These Terms include the Acceptable Use provisions in Section 9, the third-party platform risk allocation in Section 7, the arbitration agreement and class-action waiver in Section 23, and our Privacy Policy and Data Processing Addendum, which are incorporated by reference.

Company details:
Grobot Technologies LLC
30 N Gould St, Ste R, Sheridan, WY 82801, United States
Contact: support@gro.bot

2. Definitions

  • "Account" means a connected outreach account (for example, a LinkedIn account) that you add to, or operate through, the Services.
  • "Billable Account" means any Account that is provisioned, connected, reserved, paused, or otherwise made available for outreach activity during any part of a billing cycle, until that Account is fully terminated.
  • "Partner" means a customer who uses the Services to run outreach on behalf of its own clients, including agencies and resellers.
  • "Client" means a customer who uses the Services for its own outreach.
  • "Sub-Account" means an Account that a Partner provisions or manages on behalf of one of its own clients.
  • "End Contact" means a person you target, contact, or message through the Services.
  • "Customer Data" means the data you upload, import, or generate through the Services, including contact lists, audiences, message content, and information about End Contacts.
  • "AI Output" means messages, drafts, summaries, or other content generated or suggested by the Services using artificial intelligence.
  • "Third-Party Platform" means any external service the Services connect to or operate through, including LinkedIn and email providers.
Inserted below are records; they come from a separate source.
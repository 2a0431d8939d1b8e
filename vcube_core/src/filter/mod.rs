//! Scene-set reduction: containment filtering, overlap deduplication and
//! temporal subsampling.
//!
//! All functions preserve the relative order of the scenes they keep and are
//! idempotent, so they can be chained and re-applied freely.

use crate::types::{GeoBBox, Scene};
use chrono::{Duration, NaiveDate};
use geo::Contains;

/// Keeps only scenes whose footprint strictly contains the whole AOI.
///
/// Scenes that merely intersect the box are dropped. An AOI that straddles a
/// grid boundary therefore keeps nothing; callers surface that case as a
/// distinct warning before failing with a no-results error.
pub fn retain_containing(scenes: Vec<Scene>, bbox: &GeoBBox) -> Vec<Scene> {
	let aoi = bbox.to_polygon();
	scenes
		.into_iter()
		.filter(|scene| match scene.footprint() {
			Ok(footprint) => footprint.contains(&aoi),
			Err(err) => {
				log::warn!("dropping scene '{}' with unparsable footprint: {err}", scene.id);
				false
			}
		})
		.collect()
}

/// Sentinel-2 overlap removal.
///
/// Counts scenes per MGRS zone (the first two characters of the grid cell in
/// the scene id), keeps only the dominant zone, and within it keeps the first
/// scene per acquisition date tag.
pub fn dedup_sentinel2(scenes: Vec<Scene>) -> Vec<Scene> {
	if scenes.is_empty() {
		return scenes;
	}

	let mut zone_counts: Vec<(String, usize)> = Vec::new();
	for scene in &scenes {
		let zone = scene.mgrs_zone().to_string();
		match zone_counts.iter_mut().find(|(known, _)| *known == zone) {
			Some((_, count)) => *count += 1,
			None => zone_counts.push((zone, 1)),
		}
	}

	// First-seen zone wins ties, like iterating a dict in insertion order.
	let mut max_zone = zone_counts[0].0.clone();
	let mut max_count = zone_counts[0].1;
	for (zone, count) in &zone_counts[1..] {
		if *count > max_count {
			max_zone = zone.clone();
			max_count = *count;
		}
	}

	let mut seen_dates: Vec<String> = Vec::new();
	scenes
		.into_iter()
		.filter(|scene| {
			if scene.mgrs_zone() != max_zone {
				return false;
			}
			let date = scene.acquisition_tag().to_string();
			if seen_dates.contains(&date) {
				false
			} else {
				seen_dates.push(date);
				true
			}
		})
		.collect()
}

/// Landsat overlap removal: one scene per `(date, WRS path, WRS row)`,
/// keeping the least cloudy of each group. Earlier scenes win ties.
pub fn dedup_landsat(scenes: Vec<Scene>) -> Vec<Scene> {
	let mut groups: Vec<(String, Scene)> = Vec::new();
	for scene in scenes {
		let key = format!(
			"{}_{}_{}",
			scene.date(),
			scene.wrs_path.as_deref().unwrap_or(""),
			scene.wrs_row.as_deref().unwrap_or("")
		);
		match groups.iter_mut().find(|(known, _)| *known == key) {
			Some((_, best)) => {
				if scene.cloud_cover < best.cloud_cover {
					*best = scene;
				}
			}
			None => groups.push((key, scene)),
		}
	}
	groups.into_iter().map(|(_, scene)| scene).collect()
}

/// The subsampling cadence in days for a request spanning `total_days`.
pub fn cadence_days(total_days: i64) -> i64 {
	if total_days <= 90 {
		4
	} else if total_days <= 365 {
		15
	} else if total_days <= 730 {
		30
	} else if total_days <= 1095 {
		45
	} else {
		60
	}
}

/// Temporal subsampling ("smart filter"): one scene per cadence bucket.
///
/// Scenes are walked in ascending datetime order. A bucket opens at the first
/// scene's date; within a bucket the least cloudy scene is retained (earlier
/// wins ties); a scene at or beyond bucket start + cadence closes the bucket
/// and opens a new one at its own date.
pub fn smart_filter(mut scenes: Vec<Scene>, start: NaiveDate, end: NaiveDate) -> Vec<Scene> {
	let frequency = Duration::days(cadence_days((end - start).num_days()));
	scenes.sort_by_key(|scene| scene.datetime);

	let mut selected = Vec::new();
	let mut bucket_start: Option<NaiveDate> = None;
	let mut best: Option<Scene> = None;

	for scene in scenes {
		let date = scene.date();
		match bucket_start {
			Some(opened) if date < opened + frequency => {
				if let Some(current) = &best {
					if scene.cloud_cover < current.cloud_cover {
						best = Some(scene);
					}
				}
			}
			_ => {
				if let Some(done) = best.take() {
					selected.push(done);
				}
				bucket_start = Some(date);
				best = Some(scene);
			}
		}
	}
	if let Some(done) = best {
		selected.push(done);
	}
	selected
}

/// The most recent scene per grid cell, used by the single-shot tile path.
pub fn latest_per_grid(scenes: Vec<Scene>) -> Vec<Scene> {
	let mut latest: Vec<(String, Scene)> = Vec::new();
	for scene in scenes {
		let grid = scene.grid_cell().to_string();
		match latest.iter_mut().find(|(known, _)| *known == grid) {
			Some((_, newest)) => {
				if scene.datetime > newest.datetime {
					*newest = scene;
				}
			}
			None => latest.push((grid, scene)),
		}
	}
	latest.into_iter().map(|(_, scene)| scene).collect()
}

#[cfg(test)]
mod tests {
	use super::*;
	use crate::types::scene_fixtures::scene;

	fn ids(scenes: &[Scene]) -> Vec<&str> {
		scenes.iter().map(|s| s.id.as_str()).collect()
	}

	#[test]
	fn containment_is_strict() {
		let aoi = GeoBBox::new(-1.0, -1.0, 1.0, 1.0).unwrap();
		let scenes = vec![
			scene("S2A_45RVL_20241201_0_L2A", "2024-12-01T05:00:00Z", 10.0, 2.0),
			// footprint only touches the AOI corner
			scene("S2A_44RVL_20241202_0_L2A", "2024-12-02T05:00:00Z", 10.0, 0.5),
		];
		let kept = retain_containing(scenes, &aoi);
		assert_eq!(ids(&kept), ["S2A_45RVL_20241201_0_L2A"]);
	}

	#[test]
	fn containment_is_idempotent() {
		let aoi = GeoBBox::new(-1.0, -1.0, 1.0, 1.0).unwrap();
		let scenes = vec![
			scene("S2A_45RVL_20241201_0_L2A", "2024-12-01T05:00:00Z", 10.0, 2.0),
			scene("S2A_45RVL_20241205_0_L2A", "2024-12-05T05:00:00Z", 10.0, 3.0),
		];
		let once = retain_containing(scenes, &aoi);
		let twice = retain_containing(once.clone(), &aoi);
		assert_eq!(ids(&once), ids(&twice));
	}

	#[test]
	fn sentinel2_dedup_keeps_dominant_zone_one_scene_per_date() {
		let scenes = vec![
			scene("S2A_45RVL_20241201_0_L2A", "2024-12-01T05:00:00Z", 10.0, 2.0),
			scene("S2B_44RVL_20241201_0_L2A", "2024-12-01T05:10:00Z", 5.0, 2.0),
			scene("S2A_45RVL_20241206_0_L2A", "2024-12-06T05:00:00Z", 20.0, 2.0),
			scene("S2A_45RWL_20241206_1_L2A", "2024-12-06T05:00:10Z", 1.0, 2.0),
		];
		let kept = dedup_sentinel2(scenes);
		// zone 45 has three scenes, zone 44 one; 2024-12-06 appears once
		assert_eq!(ids(&kept), ["S2A_45RVL_20241201_0_L2A", "S2A_45RVL_20241206_0_L2A"]);
	}

	#[test]
	fn sentinel2_dedup_is_idempotent() {
		let scenes = vec![
			scene("S2A_45RVL_20241201_0_L2A", "2024-12-01T05:00:00Z", 10.0, 2.0),
			scene("S2A_45RVL_20241206_0_L2A", "2024-12-06T05:00:00Z", 20.0, 2.0),
		];
		let once = dedup_sentinel2(scenes);
		let twice = dedup_sentinel2(once.clone());
		assert_eq!(ids(&once), ids(&twice));
	}

	#[test]
	fn landsat_dedup_picks_least_cloudy_per_cell() {
		let mut a = scene("LC08_L2SP_142040_20241201_02_T1", "2024-12-01T04:50:00Z", 40.0, 3.0);
		a.wrs_path = Some("142".to_string());
		a.wrs_row = Some("40".to_string());
		let mut b = a.clone();
		b.id = "LC09_L2SP_142040_20241201_02_T1".to_string();
		b.cloud_cover = 15.0;
		let mut c = a.clone();
		c.id = "LC08_L2SP_142041_20241201_02_T1".to_string();
		c.wrs_row = Some("41".to_string());

		let kept = dedup_landsat(vec![a, b, c]);
		assert_eq!(
			ids(&kept),
			["LC09_L2SP_142040_20241201_02_T1", "LC08_L2SP_142041_20241201_02_T1"]
		);
	}

	#[test]
	fn landsat_dedup_is_idempotent() {
		let mut a = scene("LC08_L2SP_142040_20241201_02_T1", "2024-12-01T04:50:00Z", 40.0, 3.0);
		a.wrs_path = Some("142".to_string());
		a.wrs_row = Some("40".to_string());
		let mut b = a.clone();
		b.id = "LC09_L2SP_142040_20241201_02_T1".to_string();
		b.cloud_cover = 15.0;

		let once = dedup_landsat(vec![a, b]);
		let twice = dedup_landsat(once.clone());
		assert_eq!(ids(&once), ids(&twice));
	}

	#[test]
	fn cadence_table() {
		assert_eq!(cadence_days(60), 4);
		assert_eq!(cadence_days(90), 4);
		assert_eq!(cadence_days(200), 15);
		assert_eq!(cadence_days(500), 30);
		assert_eq!(cadence_days(900), 45);
		assert_eq!(cadence_days(1500), 60);
	}

	fn daily_scenes(count: u32) -> Vec<Scene> {
		(0..count)
			.map(|i| {
				let day = 1 + i;
				scene(
					&format!("S2A_45RVL_202401{day:02}_0_L2A"),
					&format!("2024-01-{day:02}T05:00:00Z"),
					(i % 7) as f64,
					2.0,
				)
			})
			.collect()
	}

	#[test]
	fn smart_filter_respects_cadence() {
		let start = NaiveDate::from_ymd_opt(2024, 1, 1).unwrap();
		let end = NaiveDate::from_ymd_opt(2024, 1, 29).unwrap();
		let kept = smart_filter(daily_scenes(28), start, end);

		// 28-day span: one scene per 4-day bucket
		assert_eq!(kept.len(), 7);
		for pair in kept.windows(2) {
			let gap = pair[1].date() - pair[0].date();
			assert!(gap >= Duration::days(1), "kept scenes must move forward in time");
		}
	}

	#[test]
	fn smart_filter_keeps_least_cloudy_per_bucket() {
		let start = NaiveDate::from_ymd_opt(2024, 1, 1).unwrap();
		let end = NaiveDate::from_ymd_opt(2024, 1, 10).unwrap();
		let scenes = vec![
			scene("S2A_45RVL_20240101_0_L2A", "2024-01-01T05:00:00Z", 25.0, 2.0),
			scene("S2A_45RVL_20240102_0_L2A", "2024-01-02T05:00:00Z", 3.0, 2.0),
			scene("S2A_45RVL_20240103_0_L2A", "2024-01-03T05:00:00Z", 3.0, 2.0),
			scene("S2A_45RVL_20240108_0_L2A", "2024-01-08T05:00:00Z", 12.0, 2.0),
		];
		let kept = smart_filter(scenes, start, end);
		// first bucket: ties resolve to the earlier scene
		assert_eq!(ids(&kept), ["S2A_45RVL_20240102_0_L2A", "S2A_45RVL_20240108_0_L2A"]);
	}

	#[test]
	fn smart_filter_length_is_monotone_in_span() {
		let start = NaiveDate::from_ymd_opt(2024, 1, 1).unwrap();
		let scenes = daily_scenes(28);

		let mut last_len = usize::MAX;
		for span in [28, 120, 400, 800, 1200] {
			let end = start + Duration::days(span);
			let kept = smart_filter(scenes.clone(), start, end);
			assert!(kept.len() <= last_len, "longer spans must not keep more scenes");
			last_len = kept.len();
		}
	}

	#[test]
	fn latest_per_grid_keeps_newest() {
		let scenes = vec![
			scene("S2A_45RVL_20241201_0_L2A", "2024-12-01T05:00:00Z", 10.0, 2.0),
			scene("S2A_45RVL_20241211_0_L2A", "2024-12-11T05:00:00Z", 50.0, 2.0),
			scene("S2A_44RVL_20241215_0_L2A", "2024-12-15T05:00:00Z", 5.0, 2.0),
		];
		let kept = latest_per_grid(scenes);
		assert_eq!(ids(&kept), ["S2A_45RVL_20241211_0_L2A", "S2A_44RVL_20241215_0_L2A"]);
	}
}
3. Eligibility and account registration

To use the Services, you must be at least 18 years old and able to form a binding contract. You agree to provide accurate, current, and complete information and to keep it up to date.

You are responsible for safeguarding your login credentials and for all activity that occurs under your account. Notify us promptly at support@gro.bot of any unauthorized access or suspected security breach. You may not share your account access with anyone who is not authorized to act for you.

4. The Services and license to use them

The Services are a software platform that helps you plan, automate, and manage outreach, including connection requests and messaging on Third-Party Platforms, audience building and contact management, and AI-assisted drafting and personalization of messages.

Subject to these Terms, we grant you a limited, non-exclusive, non-transferable, non-sublicensable, revocable right to access and use the Services for your internal business purposes. We may update, change, or improve the Services over time.

The Services are a self-serve software tool. Unless we agree otherwise in writing, we do not provide managed outreach, done-for-you campaigns, list approval, or human review of your messages, and we do not guarantee any particular outreach results.

5. Connected accounts and authorization

To deliver the Services, you connect one or more Third-Party Platform Accounts. By connecting an Account, you authorize us to access and operate that Account on your behalf solely to provide the Services, including sending connection requests and messages and reading the data needed to do so.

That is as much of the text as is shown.